I will keep you guys updated with the results of the supplement.

Here's a website that has lotions for "chicken skin", an article & FAQ's:

http://www.dermadoctor.com/pages/Conditiondetail74.asp?WID=%7BDAF5E127%2D6A07%2D4DE 5%2D932D%2DC8486F6A2D3E%7D


----------



## jade mahrie (Jun 2, 2008)

Hey Miss MAC! I have this same problem.. on the backs of my upper legs also =/ Dont feel bad <3

Formerly, known as *itsJADEbiitch*


----------



## Ambonee (Jun 2, 2008)

Add another one to list 
	

	
	
		
		

		
		
	


	




 I've had it most of my life. It started on the upper arms and have now spread down and covered my entire arms up and down 
	

	
	
		
		

		
		
	


	




  My mom has it too. I was always told by my doctor that it was an allergy to the sun and to wear long sleeves...yeah in California where it get's up to 110 degrees in the summer...right...

I just recently started using a line from Sephora specifically for KP and it's by DERMAdoctor. I Like the scrub which you use twice a week and the moisturizing therapy which you use twice a day (I'm so not good at routines) and with this you are really sensitive to the sun so you NEED to wear sunblock, which by the way did wonders when I was working at the Chanel counter last summer, I would use Clarins sunblock and I swear after a week of using sunblock on my arms my arms improved a lot! bleh! I just need to get back on my DERMAdoctor routine because it had great reviews and seems to help when I actually use it lol. 

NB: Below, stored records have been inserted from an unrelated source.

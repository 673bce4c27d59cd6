//! Image Text Extraction — reads the marketing copy out of an uploaded
//! creative so it can seed a content brief.
//!
//! Failures here are never fatal to the authoring flow: any Gemini error
//! falls back to the same mock text used when no API key is configured.

use tracing::{info, warn};

use crate::llm_client::{GeminiClient, GenerationConfig};
use crate::vision::prompts::IMAGE_TEXT_PROMPT;

/// Mock extraction used without an API key and after failures.
const MOCK_EXTRACTED_TEXT: &str = "Professional marketing campaign for premium automotive services featuring luxury vehicle maintenance and repair solutions. High-quality service center specializing in European car brands with certified technicians and state-of-the-art diagnostic equipment.";

/// Extracts marketing-relevant text from a base64-encoded image.
pub async fn extract_image_text(
    llm: Option<&GeminiClient>,
    base64_image: &str,
    mime_type: &str,
) -> String {
    let llm = match llm {
        Some(llm) => llm,
        None => {
            info!("No Gemini API key configured, using mock image text");
            return MOCK_EXTRACTED_TEXT.to_string();
        }
    };

    let config = GenerationConfig::new(0.3, 32, 0.95, 1024);

    match llm
        .generate_with_image(IMAGE_TEXT_PROMPT, mime_type, base64_image, &config)
        .await
    {
        Ok(text) => text.trim().to_string(),
        Err(e) => {
            warn!("Image text extraction failed ({e}), using mock text");
            MOCK_EXTRACTED_TEXT.to_string()
        }
    }
}

#[cfg(test)]
mod tests {
    use super::*;

    #[tokio::test]
    async fn missing_client_serves_mock_text() {
        let text = extract_image_text(None, "QUJD", "image/png").await;
        assert_eq!(text, MOCK_EXTRACTED_TEXT);
    }
}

But if any of you ladies do actually find something GREAT please DO share *bats eyes*


----------



## laneyyy (Jun 2, 2008)

Oh my... This has always been a problem my WHOLE life. I can realte to most of you ladies as well. It started just on the back of my upper arms, but as the years went by, it just spread, and spread, and SPREAD!!!
	

	
	
		
		

		
		
	


	




 It is horrible. I find myself getting so upset over this, and looking at myself in disgust. I can tell you EVERYTHING you are not supposed to do, because I have done it ALL in a desparate attemp to rid myself of these nasty "bumpy, rough, red, diseased-looking" arms. I have waxed, shaved(ugh DO NOT SHAVE your arms if you have this ish), I have literally scrubed my arms with a pumice stone till they were bleeding, exfoliated, used all types of loofahs, all types of lotions... etc etc etc... Now, things I have found helpful are tanning (which I do religiously, I know that years down the road I am going to pay for it, but It DOES help, something in the sunlight breaks down the extra proteins getting stuck in the hair follicals), and I have found that Dove's Pro-Age body wash hels soften the skin, and reduces the appearance of the bumps. I have never heard of the KP line at Sephora, so you can bet your bottom dollar I am going to be ordering tht stuff PDQ. I hope that you(and the rest of us KP sufferers) can find some relief. It really is a burden, and I know how you feel. I hope that I had some useful information.


----------



## M.A.C. head. (Jun 2, 2008)

I've had it all over my upper arms since as long as I can remember. I didn't really notice it until I hit that stage where you notice every thing "bad" about yourself :/ LOL My mom took me to a derm and the Dr told us about that product I posted earlier. I only used the product for a short period of time [absent minded] but the bumps are WAY lighter and less noticeable than they used to be. In fact, I honestly hadn't really noticed or thought of my KP since my early high school years, and that was a while ago for me. 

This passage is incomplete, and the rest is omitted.